A federal judge ruled that an SEC action alleging securities fraud against the former CEO of Fannie Mae for misleading investors about the GSE’s level of exposure to risky subprime loans could proceed. The court, using the recent Second Circuit test for substantial assistance announced in SEC v. Apuzzo, held that aiding abetting fraud charges against the CEO and two other former Fannie Mae senior officers, the chief risk officer and an executive vice president, could also proceed. As a threshold matter, the court said that the Federal National Mortgage Association is not an exempt independent establishment of the
under Section 3(c) of the Exchange Act. (SEC v. Mudd, et al., 11 Civ. 09202,
Aug. 10, 2012)
Rather, Fannie Mae is a private corporation whose stock is listed on the exchange and is publicly traded. FNMA is managed and controlled by a board of directors, noted the court, who are elected by the shareholders. FNMA pays its own way; it raises its operational expenses by generating revenue and does not receive federal appropriations. Of course, conceded the court, FNMA furthers an important federal mission and is subject to regulation by HUD, but these facts are not dispositive when weighed against the other factors. Additional external indicia supported the court’s conclusion: the defendants in this action are not represented by the federal government; money judgments against FNMA are not paid from the US Treasury; and FNMA is not exempt from federal taxes.

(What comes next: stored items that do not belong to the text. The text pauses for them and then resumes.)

//! Noise routers and the fluid systems that read them.
//!
//! [`data`] registers the vanilla density functions and assembles overworld
//! routers from them. [`aquifer`] decides what fills open space below the
//! surface.

pub mod aquifer;
pub mod data;
mod fluid_level;
mod router;
mod surface_height;

pub use aquifer::{
    Aquifer, AquiferBlocks, AquiferImpl, AquiferNoise, DisabledAquifer, NoiseBasedAquifer,
};
pub use data::OverworldPreset;
pub use fluid_level::{
    FluidPicker, FluidPickerImpl, FluidStatus, OverworldFluidPicker, StaticFluidPicker,
};
pub use router::NoiseRouter;
pub use surface_height::SurfaceHeightEstimator;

Moreover, the court noted that Congress had two opportunities to designate FNMA an independent establishment within the meaning of Section 3(c), in 1938, when FNMA was created, and in 1968, when FNMA was reorganized into a government sponsored private corporation, but Congress never designated FNMA as an independent establishment.
FNMA is a shareholder-owned private corporation that voluntarily registered under the Exchange Act in 2003, and has since then been required to file periodic and current reports with the SEC. In registering under the Exchange Act, FNMA explicitly acknowledged that voluntary Exchange Act registration would also subject Fannie Mae to the provisions of the Exchange Act, and to the SEC’s enforcement jurisdiction thereunder.
The court also reasoned that, as a matter of policy, exempting FNMA’s employees from liability for their false and misleading public statements would contravene the Exchange Act’s purpose of protecting the investing public from false public filings. Accordingly, the Exchange Act’s purpose suggests that Section 3(c) does not apply to FNMA or the defendants. The court concluded that FNMA is not an independent establishment under Section 3(c), and that the defendants are not exempt from liability.
The court also ruled that the SEC adequately alleged that FNMA’s quantitative subprime and reduced documentation loans were false because they failed to include all loans that fell within FNMA’s subprime and reduced documentation description. Thus, the SEC has adequately alleged that FNMA’s quantitative subprime disclosures were misleading.
The SEC adequately alleged that FNMA and the CEO committed a primary securities law violation by materially misstating FNMA’s subprime and reduced documentation loan exposure, and that the defendants had actual knowledge of this violation. To state an aiding and abetting claim under Section 20(e) of the Exchange Act, the SEC must also adequately allege substantial assistance by the aider and abettor in the primary securities fraud.
Employing a standard very recently announced by the Second Circuit Court of Appeals in SEC v. Apuzzo, the district court said that in order to satisfy the substantial assistance component of aiding and abetting the SEC must show that defendants in some sort associated themselves with the venture, that they participated in it as in something that they wished to bring about, and that they sought by their actions to make it succeed. The SEC has done so here, said the court.
The SEC plausibly alleged that the CEO, the chief risk officer and the executive vice president consciously assisted the venture to misstate FNMA’s subprime and reduced loan documentation exposure in an active way. The SEC said that they received and reviewed FNMA’s periodic filings and that the chief risk officer drafted FNMA’s first definition of subprime, contained in its Form12b-25. The CEO commented on multiple drafts of each periodic filing and met with the other two senior officers individually to discuss the SEC filings. The CEO signed, and the other two defendants sub-certified, all of FNMA’s 10-Ks and 10-Qs during the relevant period, and approved the Form 12b-25.
Further, the SEC alleged that the CEO and the chief risk officer spoke to investors on conference calls and repeated FNMA’s misleading disclosures while emphasizing that FNMA’s subprime exposure was “immaterial,” and constituted approximately “zero percent” of FNMA’s book of business. In the court’s view, these allegations were sufficient at this juncture to show that the senior officers associated themselves with the venture, participated in it as in something that they wished to bring about, and sought by their actions to make it succeed. The court denied the defendant’s motion to dismiss the SEC’s complaint.